Sinclair Broadcast Group, owner of the largest group of television stations in the nation, plans to air a documentary that accuses Sen. John Kerry of betraying American prisoners during the Vietnam War, a newspaper reported Monday.

This story is bigger than it looks, and I almost let it slip by without mention because I couldn’t fully address it. But ignoring it won’t make it go away, so…. For now,let me just say that this story connects to the big picture along these lines:

  • Media considation, hegemony
     
  • Campaign finance reform
     
  • Free speech vs. commercial speech vs. political speech vs. propaganda
     
  • What liberal media?

Media consolidation began in the late 1990s when the FCC relaxed rules on ownership. As soon as they were allowed, media giants started doing just what the rules had prevented: buying and consolidating radio and television stations, newspapers, even billboard companies. One result is this:

Sinclair’s television group, which includes affiliates of all the major networks, reaches nearly a quarter of all U.S. television households, according to the company’s Web site. A dozen of Sinclair’s stations are in the critical swing states of Ohio, Florida, Iowa and Wisconsin.

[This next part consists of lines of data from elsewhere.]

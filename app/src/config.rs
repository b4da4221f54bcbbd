use std::collections::HashMap;

use config::{Config, ConfigError, Environment, File};
use domain::model::vo::{Credential, JobDescription};
use serde::*;

/// Configuration file read when `JOBGATE_CONFIG` is not set.
pub const DEFAULT_CONFIG_FILE: &str = "config.yaml";

/// Reads the YAML configuration file, then `JOBGATE__*` environment overrides.
pub fn build_config() -> Result<Config, ConfigError> {
    let path = std::env::var("JOBGATE_CONFIG").unwrap_or_else(|_| DEFAULT_CONFIG_FILE.to_owned());
    Config::builder()
        .add_source(File::with_name(&path).required(false))
        .add_source(Environment::with_prefix("JOBGATE").separator("__"))
        .build()
}

#[derive(Debug, Clone, Deserialize)]
pub struct AppConfig {
    /// Seconds between two status refreshes of the submitted jobs
    #[serde(default = "AppConfig::default_refresh_jobs_interval")]
    pub refresh_jobs_interval: u64,

    /// `tracing` filter directives, overridden by `RUST_LOG`
    #[serde(default = "AppConfig::default_log_filter")]
    pub log_filter: String,

    #[serde(default = "Default::default")]
    pub schedulers: Vec<SchedulerConfig>,

    #[serde(default = "Default::default")]
    pub jobs: Vec<JobConfig>,
}

#[derive(Debug, Clone, Deserialize)]
pub struct SchedulerConfig {
    pub name: String,

    /// `local://`, `ssh://[user@]host[:port]` or `host[:port]`
    pub location: String,

    #[serde(default = "Default::default")]
    pub credential: Credential,

    #[serde(default = "Default::default")]
    pub properties: HashMap<String, String>,
}

#[derive(Debug, Clone, Deserialize)]
pub struct JobConfig {
    /// Name of the scheduler to submit to
    pub scheduler: String,

    #[serde(flatten)]
    pub description: JobDescription,
}

impl AppConfig {
    pub fn default_refresh_jobs_interval() -> u64 {
        10
    }

    pub fn default_log_filter() -> String {
        "info".to_owned()
    }
}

The McCain-Feingold campaign finance reform act was supposed to make it more difficult for money-rich interests to control elections. Robert Bryce’s Cronies has one of the best explanations of how money perverts politics in its description of the savings and loan fiasco of the 1980s and 1990s. The conclusion, in short, is that money = media = votes, even when the money and media don’t have the voters best interests at heart.

Sinclair has ordered all 62 of its stations to air “Stolen Honor: Wounds That Never Heal” without commercials in prime-time next week, the Washington Post reported, just two weeks before the Nov. 2 election.

Note the “without commercials” part. The DNC has reportedly filed a complaint with the Federal Election Commission saying “it is inappropriate for the Sinclair Broadcasting Group to air partisan propaganda in the last 10 days of an election campaign.”

Meanwhile, according to Media Matters for America, Sinclair’s action “could constitute a violation of broadcast regulations requiring equal time for political candidates, as well as the McCain-Feingold campaign finance law, the group said.”

And the partisan interests, at least of the executives, could not be more clear. The CNN story reports that:

Sinclair executives have shown support for the Bush campaign. Sinclair CEO David Smith contributed the legal limit of $2,000 Bush-Cheney 2004, and vice president Frederick Smith gave $175,000 to the RNC and maxed out his Bush-Cheney contribution.

FEC records show that two other top level Sinclair executives gave the maximum amount they could to Bush-Cheney.

Sinclair executives have given nearly $68,000 in political contributions, 97 percent of it going to Republicans, since the beginning of the year, according to the Los Angeles Times.